I like that the definition is concise and clear. Unfortunately, like many of those, it’s also not correct. “Rearrange” is such a relative term. If you have a night a week reserved to play with your friends, you’re hardcore by that definition. If you compare this to sports, every team sport is hardcore, because you need to make plans with other people to play together. Only single-player sports could be casual. Watching a movie? Casual. Unless you decide you don’t want to watch just anything, but a specific art house film, which might only be screened by the one small theater in town, for one or two screenings – then it’s hardcore.

I can’t come up with a good definition of “hardcore” and “casual” myself, but I think this one isn’t it. I think people who say the terms are too fuzzy and loaded to be of any help are probably right.

Name Change

I realized that even I myself are confused. I always use “flosch” (my all-purpose handle) to comment on blogs, but here on my blog, I write as “tabascun” (my game-related nickname). So, I changed that. From now on, the flosch that comments on other blogs is the flosch that writes here, with no added confusion.

Why do so many games have starter isles?

Every game needs some sort of starting area.

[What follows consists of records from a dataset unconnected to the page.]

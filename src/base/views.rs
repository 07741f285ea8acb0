use anyhow::Result;
use async_trait::async_trait;

use infra_pages_utils::UserCredential;
use infra_pages_widgets::{
    Button, FlashMessages, Locator, NavigationMenu, Page, Text, TextInput, View,
};

use crate::appliance::Appliance;

/// Frame around every page shown after login.
#[derive(Debug, Clone)]
pub struct BaseLoggedInPage {
    page: Page,
    expected_user: String,
    pub navigation: NavigationMenu,
    pub flash: FlashMessages,
    pub current_user: Text,
    pub logout_link: Button,
}

impl BaseLoggedInPage {
    pub fn new(page: &Page, expected_user: &str) -> Self {
        Self {
            page: page.clone(),
            expected_user: expected_user.to_string(),
            navigation: NavigationMenu::new(page),
            flash: FlashMessages::new(page),
            current_user: Text::new(page, Self::user_locator()),
            logout_link: Button::new(page, Self::logout_locator()),
        }
    }

    pub fn for_appliance(appliance: &Appliance, page: &Page) -> Self {
        Self::new(page, &appliance.config().user.display_name)
    }

    pub fn user_locator() -> Locator {
        Locator::xpath("//li[contains(@class, 'dropdown')]/a[@id='user_menu']")
    }

    pub fn logout_locator() -> Locator {
        Locator::xpath("//a[@id='logout']")
    }

    pub async fn logged_in(&self) -> Result<bool> {
        self.current_user.is_displayed().await
    }

    pub async fn logged_in_as_current_user(&self) -> Result<bool> {
        Ok(self.logged_in().await? && self.current_user.text().await? == self.expected_user)
    }

    pub async fn logout(&self) -> Result<()> {
        self.logout_link.click().await?;
        self.page.flush_widget_cache();
        Ok(())
    }
}

#[async_trait]
impl View for BaseLoggedInPage {
    fn page(&self) -> &Page {
        &self.page
    }

    async fn is_displayed(&self) -> Result<bool> {
        self.logged_in_as_current_user().await
    }
}

#[derive(Debug, Clone)]
pub struct LoginPage {
    page: Page,
    pub username: TextInput,
    pub password: TextInput,
    pub login: Button,
}

impl LoginPage {
    pub fn new(page: &Page) -> Self {
        Self {
            page: page.clone(),
            username: TextInput::with_id(page, "user_name"),
            password: TextInput::with_id(page, "user_password"),
            login: Button::new(page, Self::login_locator()),
        }
    }

    pub fn login_locator() -> Locator {
        Locator::xpath("//a[@id='login']")
    }

    pub async fn log_in(&self, user: &UserCredential) -> Result<()> {
        log::info!("Logging in as {}", user.username);
        self.username.fill(&user.username).await?;
        self.password.fill(&user.password).await?;
        self.login.click().await?;
        self.page.flush_widget_cache();
        Ok(())
    }
}

#[async_trait]
impl View for LoginPage {
    fn page(&self) -> &Page {
        &self.page
    }

    async fn is_displayed(&self) -> Result<bool> {
        self.page.is_present(self.username.locator()).await
    }
}
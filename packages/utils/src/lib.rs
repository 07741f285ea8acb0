//! Shared helpers for the page-object crates: appliance versions, the
//! bounded retry loop used by every UI wait, and console configuration.

pub mod config;
pub mod version;
pub mod wait;

pub use config::{ConsoleConfig, UserCredential, WaitSettings};
pub use version::{ApplianceVersion, VersionPicker};
pub use wait::{wait_for, wait_for_with_retry, WaitOptions, WaitOutcome};
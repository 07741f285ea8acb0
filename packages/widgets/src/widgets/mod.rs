//! Widgets of the console's patternfly based pages.

pub mod accordion;
pub mod breadcrumb;
pub mod button;
pub mod dropdown;
pub mod entities;
pub mod flash;
pub mod input;
pub mod navigation;
pub mod search;
pub mod summary_table;
pub mod text;
pub mod view_selector;

pub use accordion::{Accordion, Tree};
pub use breadcrumb::BreadCrumb;
pub use button::Button;
pub use dropdown::Dropdown;
pub use entities::{EntitiesList, Paginator};
pub use flash::{FlashLevel, FlashMessage, FlashMessages};
pub use input::TextInput;
pub use navigation::NavigationMenu;
pub use search::Search;
pub use summary_table::SummaryTable;
pub use text::Text;
pub use view_selector::ViewSelector;
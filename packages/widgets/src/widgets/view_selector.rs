use anyhow::Result;

use crate::{
    browser::{Element, Locator},
    error::WidgetError,
    page::Page,
};

/// Grid/tile/list switch of a collection toolbar.
#[derive(Debug, Clone)]
pub struct ViewSelector {
    page: Page,
}

impl ViewSelector {
    pub fn new(page: &Page) -> Self {
        Self { page: page.clone() }
    }

    pub fn locator() -> Locator {
        Locator::xpath("//div[contains(@class, 'toolbar-pf-view-selector')]")
    }

    pub fn button_locator() -> Locator {
        Locator::xpath(".//button")
    }

    async fn buttons(&self) -> Result<Vec<(Element, String)>> {
        let root = self.page.element(&Self::locator()).await?;
        let mut buttons = Vec::new();
        for element in self.page.children(&root, &Self::button_locator()).await? {
            let title = self
                .page
                .attribute(&element, "title")
                .await?
                .unwrap_or_default();
            buttons.push((element, title));
        }
        Ok(buttons)
    }

    pub async fn is_displayed(&self) -> Result<bool> {
        self.page.is_present(&Self::locator()).await
    }

    /// Titles of the available modes.
    pub async fn modes(&self) -> Result<Vec<String>> {
        Ok(self.buttons().await?.into_iter().map(|(_, t)| t).collect())
    }

    pub async fn selected(&self) -> Result<Option<String>> {
        for (element, title) in self.buttons().await? {
            if self.page.has_class(&element, "active").await? {
                return Ok(Some(title));
            }
        }
        Ok(None)
    }

    pub async fn select(&self, mode: &str) -> Result<()> {
        let (element, _) = self
            .buttons()
            .await?
            .into_iter()
            .find(|(_, title)| title == mode)
            .ok_or_else(|| WidgetError::ItemNotFound {
                name: mode.to_string(),
            })?;
        self.page.click(&element).await?;
        self.page.flush_widget_cache();
        Ok(())
    }
}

Sometimes there are several to choose from, but in the end, there needs to be a spawn point that the game drops your newly created character into. There are a few sensible constraints that come to mind:

  • It is generally not a good idea to have newbies start in the middle of your biggest city hub. That can easily be overwhelming. Someone who logs in for the first time will have enough other things to figure out, such as the UI. They don’t need the additional complexity of 100 people bustling about.
  • Following up on this point, starter areas are generally designed exclusively for this function. They don’t have many things that would entice anybody to come back regularly.
  • Often enough, they’re sheltered away by means of a mountain range, a dense wood, or any other thing that can function in the context of the world as an impassable barrier (the ocean!). Again, this probably helps to reduce sensory overload in the very beginning, and it will give a sense of the immenseness of the world once they leave the area for the first time and have access to all areas, at least in theory.
  • Finally, most games, for practical reasons, will have the starter area still reasonably close to a main hub, or at least easily reachable. This is helpful for alts of experienced players that want to skip the introduction (or maybe even only run another mule-alt to the city, where they can fill their bank slots).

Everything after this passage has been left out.